LINDON — It's common for deer and elk to come down the mountains to the outskirts of Lindon, but a few weeks ago a bear wandered several blocks into town, and residents are still talking about it.

"I was surprised," said Lindon resident Dara Card. "I thought that they wouldn't come down this far. We have deer all over the place, but we've never had a bear. It was a little unnerving."

The 250-pound adolescent black bear was spotted in a back yard in September.

"He started messing with some people's garbage and got into a garden spot, and that's when they contacted us," said Lindon Police Chief Cody Cullimore. "They heard some noise in their back yard and realized it wasn't the neighborhood dog."
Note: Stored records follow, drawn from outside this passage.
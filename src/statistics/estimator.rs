//! Reduction of a production run into the physical estimates and the phonon
//! number distribution.

use rayon::prelude::*;
#[cfg(feature = "serde-serialize")]
use serde::{Deserialize, Serialize};
use tracing::debug;

use super::{
    super::{error::StatisticsError, model::ModelParameters, simulation::RunStatistics, Real},
    mean_with_binned_error,
};

/// Number of bins used for the statistical errors of [`Estimates`].
///
/// Consecutive diagrams of the chain are strongly correlated, the error is the
/// spread of the means of this many consecutive blocks of steps. Runs with fewer
/// steps use one bin per step.
pub const NUMBER_OF_BINS: usize = 100;

/// Estimates of the observables from a production run.
///
/// # Example
/// ```
/// # use std::error::Error;
/// #
/// # fn main() -> Result<(), Box<dyn Error>> {
/// use holstein_diagmc::diagram::Diagram;
/// use holstein_diagmc::model::ModelParameters;
/// use holstein_diagmc::simulation::{run_production, DiagrammaticMonteCarlo};
/// use holstein_diagmc::statistics::Estimates;
/// use rand::SeedableRng;
///
/// let parameters = ModelParameters::new(0.3_f64, 1_f64, 10_f64)?;
/// let rng = rand::rngs::StdRng::seed_from_u64(0);
/// let mut mc = DiagrammaticMonteCarlo::new(parameters, rng);
/// let (_, statistics) = run_production(
///     Diagram::new(parameters.time()),
///     &mut mc,
///     1_000,
///     parameters.frequency(),
/// )?;
/// let estimates = Estimates::from_statistics(&statistics, &parameters)?;
/// assert_eq!(estimates.number_of_samples(), 1_000);
/// assert!(estimates.phonon_number() >= 0_f64);
/// #     Ok(())
/// # }
/// ```
#[derive(Clone, Copy, Debug, PartialEq)]
#[cfg_attr(feature = "serde-serialize", derive(Serialize, Deserialize))]
pub struct Estimates {
    energy: Real,
    energy_error: Real,
    phonon_number: Real,
    phonon_number_error: Real,
    phonons_per_unit_time: Real,
    number_of_samples: usize,
}

impl Estimates {
    /// Reduce the recorded sequences.
    ///
    /// `energy` is the mean of the energy sequence and `phonon_number` is half the
    /// mean order. The errors are binned errors over [`NUMBER_OF_BINS`] blocks,
    /// see [`mean_with_binned_error`].
    ///
    /// # Errors
    /// - [`StatisticsError::EmptySequence`] if nothing was recorded;
    /// - [`StatisticsError::MismatchedLength`] if the two sequences differ in length.
    pub fn from_statistics(
        statistics: &RunStatistics,
        parameters: &ModelParameters,
    ) -> Result<Self, StatisticsError> {
        let orders = statistics.order_sequence();
        let energies = statistics.energy_sequence();
        if orders.len() != energies.len() {
            return Err(StatisticsError::MismatchedLength(
                orders.len(),
                energies.len(),
            ));
        }
        let number_of_bins = NUMBER_OF_BINS.min(orders.len());
        let [energy, energy_error] = mean_with_binned_error(energies, number_of_bins)?;
        #[allow(clippy::cast_precision_loss)] // orders are small
        let phonon_numbers = orders
            .par_iter()
            .map(|order| *order as Real / 2_f64)
            .collect::<Vec<Real>>();
        let [phonon_number, phonon_number_error] =
            mean_with_binned_error(&phonon_numbers, number_of_bins)?;
        let phonons_per_unit_time = phonon_number / (parameters.frequency() * parameters.time());
        debug!(
            energy,
            energy_error, phonon_number, phonon_number_error, "estimates"
        );
        Ok(Self {
            energy,
            energy_error,
            phonon_number,
            phonon_number_error,
            phonons_per_unit_time,
            number_of_samples: orders.len(),
        })
    }

    getter_copy!(
        /// Estimate of the ground state energy, mean of the energy estimator.
        pub const,
        energy,
        Real
    );

    getter_copy!(
        /// Binned statistical error on [`Estimates::energy`].
        pub const,
        energy_error,
        Real
    );

    getter_copy!(
        /// Mean number of internal phonon lines, `mean(order) / 2`.
        pub const,
        phonon_number,
        Real
    );

    getter_copy!(
        /// Binned statistical error on [`Estimates::phonon_number`].
        pub const,
        phonon_number_error,
        Real
    );

    getter_copy!(
        /// [`Estimates::phonon_number`] divided by `ω τ`, it converges to the size
        /// `g²/ω²` of the phonon cloud for a long propagation time.
        pub const,
        phonons_per_unit_time,
        Real
    );

    getter_copy!(
        /// Number of production steps reduced.
        pub const,
        number_of_samples,
        usize
    );
}

/// Histogram of the number of phonons sampled during a production run.
///
/// # Example
/// ```
/// use holstein_diagmc::statistics::PhononHistogram;
///
/// let histogram = PhononHistogram::from_orders(&[0, 2, 2, 6]);
/// assert_eq!(histogram.counts(), &[1, 2, 0, 1]);
/// assert_eq!(histogram.max_phonon_number(), Some(3));
/// assert_eq!(histogram.frequencies(), vec![0.25_f64, 0.5_f64, 0_f64, 0.25_f64]);
/// assert_eq!(histogram.mean(), Some(1.25_f64));
/// ```
#[derive(Clone, Debug, PartialEq, Eq, Hash, Default)]
#[cfg_attr(feature = "serde-serialize", derive(Serialize, Deserialize))]
pub struct PhononHistogram {
    counts: Vec<u64>,
    total: u64,
}

impl PhononHistogram {
    /// Count the phonon numbers `order / 2` of a sequence of orders.
    pub fn from_orders(orders: &[usize]) -> Self {
        let counts = orders
            .par_iter()
            .fold(Vec::new, |mut counts: Vec<u64>, order| {
                let phonon_number = order / 2;
                if counts.len() <= phonon_number {
                    counts.resize(phonon_number + 1, 0);
                }
                counts[phonon_number] += 1;
                counts
            })
            .reduce(Vec::new, |mut a, b| {
                if a.len() < b.len() {
                    a.resize(b.len(), 0);
                }
                a.iter_mut().zip(b.iter()).for_each(|(a, b)| *a += b);
                a
            });
        Self {
            counts,
            total: orders.len() as u64,
        }
    }

    getter!(
        /// Number of samples with `n` phonons, at index `n`.
        pub,
        counts,
        [u64]
    );

    getter_copy!(
        /// Total number of samples.
        pub const,
        total,
        u64
    );

    /// Number of samples with `phonon_number` phonons.
    pub fn count(&self, phonon_number: usize) -> u64 {
        self.counts.get(phonon_number).copied().unwrap_or(0)
    }

    /// Largest sampled phonon number, [`None`] for an empty histogram.
    pub fn max_phonon_number(&self) -> Option<usize> {
        self.counts.len().checked_sub(1)
    }

    /// Normalised histogram `P(n)`, empty for an empty histogram.
    #[allow(clippy::cast_precision_loss)]
    pub fn frequencies(&self) -> Vec<Real> {
        if self.total == 0 {
            return Vec::new();
        }
        self.counts
            .iter()
            .map(|count| *count as Real / self.total as Real)
            .collect()
    }

    /// Mean phonon number of the histogram, [`None`] for an empty histogram.
    #[allow(clippy::cast_precision_loss)]
    pub fn mean(&self) -> Option<Real> {
        if self.total == 0 {
            return None;
        }
        let sum = self
            .counts
            .iter()
            .enumerate()
            .map(|(n, count)| n as Real * *count as Real)
            .sum::<Real>();
        Some(sum / self.total as Real)
    }

    /// Least square distance between the normalised histogram and a Poisson
    /// distribution of parameter `mean`, over the sampled range.
    pub fn poisson_distance(&self, mean: Real) -> Real {
        self.frequencies()
            .iter()
            .enumerate()
            .map(|(n, frequency)| (frequency - poisson_pmf(n, mean)).powi(2))
            .sum()
    }

    /// Parameter of the Poisson distribution closest to the normalised histogram
    /// in the least square sense, [`None`] for an empty histogram.
    ///
    /// The minimum is bracketed on a grid then refined by golden section search.
    pub fn fit_poisson(&self) -> Option<Real> {
        let max = self.max_phonon_number()?;
        #[allow(clippy::cast_precision_loss)]
        let upper = 2_f64 * (max as Real + 1_f64);
        let grid_size = 64_u32;
        let step = upper / Real::from(grid_size);
        let best = (0..=grid_size)
            .map(|i| Real::from(i) * step)
            .map(|lambda| (lambda, self.poisson_distance(lambda)))
            .fold((0_f64, Real::INFINITY), |best, current| {
                if current.1 < best.1 {
                    current
                }
                else {
                    best
                }
            })
            .0;
        let mean = golden_section_minimum(
            |lambda| self.poisson_distance(lambda),
            (best - step).max(0_f64),
            best + step,
        );
        debug!(mean, "poisson fit");
        Some(mean)
    }
}

/// Poisson probability mass function `e^{-mean} mean^n / n!`.
///
/// Computed in log space so that large `n` do not overflow.
///
/// # Example
/// ```
/// use holstein_diagmc::statistics::poisson_pmf;
///
/// assert_eq!(poisson_pmf(0, 0_f64), 1_f64);
/// assert_eq!(poisson_pmf(3, 0_f64), 0_f64);
/// assert!((poisson_pmf(2, 1_f64) - 0.5_f64 * (-1_f64).exp()).abs() < 1E-15_f64);
/// ```
pub fn poisson_pmf(n: usize, mean: Real) -> Real {
    if mean <= 0_f64 {
        return if n == 0 {
            1_f64
        }
        else {
            0_f64
        };
    }
    #[allow(clippy::cast_precision_loss)]
    let log_factorial = (1..=n).map(|k| (k as Real).ln()).sum::<Real>();
    #[allow(clippy::cast_precision_loss)]
    let log_pmf = (n as Real).mul_add(mean.ln(), -mean) - log_factorial;
    log_pmf.exp()
}

/// Minimum of a unimodal function on `[lower, upper]`.
fn golden_section_minimum<F>(function: F, mut lower: Real, mut upper: Real) -> Real
where
    F: Fn(Real) -> Real,
{
    const TOLERANCE: Real = 1E-9_f64;
    let inverse_golden_ratio = (5_f64.sqrt() - 1_f64) / 2_f64;
    let mut left = upper - inverse_golden_ratio * (upper - lower);
    let mut right = lower + inverse_golden_ratio * (upper - lower);
    let mut value_left = function(left);
    let mut value_right = function(right);
    while upper - lower > TOLERANCE {
        if value_left < value_right {
            upper = right;
            right = left;
            value_right = value_left;
            left = upper - inverse_golden_ratio * (upper - lower);
            value_left = function(left);
        }
        else {
            lower = left;
            left = right;
            value_left = value_right;
            right = lower + inverse_golden_ratio * (upper - lower);
            value_right = function(right);
        }
    }
    (lower + upper) / 2_f64
}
The bear had wandered several blocks into one of the neighborhoods on the border of Lindon and Orem, Cullimore said.

"The thing that I was worried about was where the mother was," resident Jill McEwen said. "It was a baby bear and it was out wandering where the mother could be. We get a lot of deer, but never a bear," she said.

The bear dug through garbage cans, wandered through gardens and found a raspberry bush.

"They are doing what comes naturally to them when things become hard up in the mountains. They come down to the lower country," Cullimore said.

Officers from the Utah Division of Wildlife Resources were called in. The bear was tranquilized and relocated. Cullimore said a snowy winter could make bear sightings more common.

"If we have a wet winter, so they have difficulty in snow and moving around, we may have more of those large game animals come down," Cullimore said. "The predators follow the game animals. It's very possible that we see more this winter than normal down in the neighborhoods."

He advised residents to give wild animals a wide berth and never approach, corner or catch them. The best approach is to keep an eye on it from a safe distance and to call the police with the location of the animal at 801-769-8600.

The bear wasn't the only big animal to come through a Lindon neighborhood in September. A bull moose also caused quite a stir.

Cullimore said wild animals such as skunks, raccoons, rattlesnakes, lizards, scorpions and tarantulas are an almost daily occurrence.

He said the natural environment in the area is great for people to use for recreational opportunities, but that was important to remember that large animals call the area home. "People need to remember that these are wild animals," he said. "They are not moving into our neighborhoods, we moved into theirs."

McEwen saw the bear in her neighbor's yard and hopes it won't happen again.

"I don't think we'll see too many more bears, I hope not, or cougars or anything like that," she said.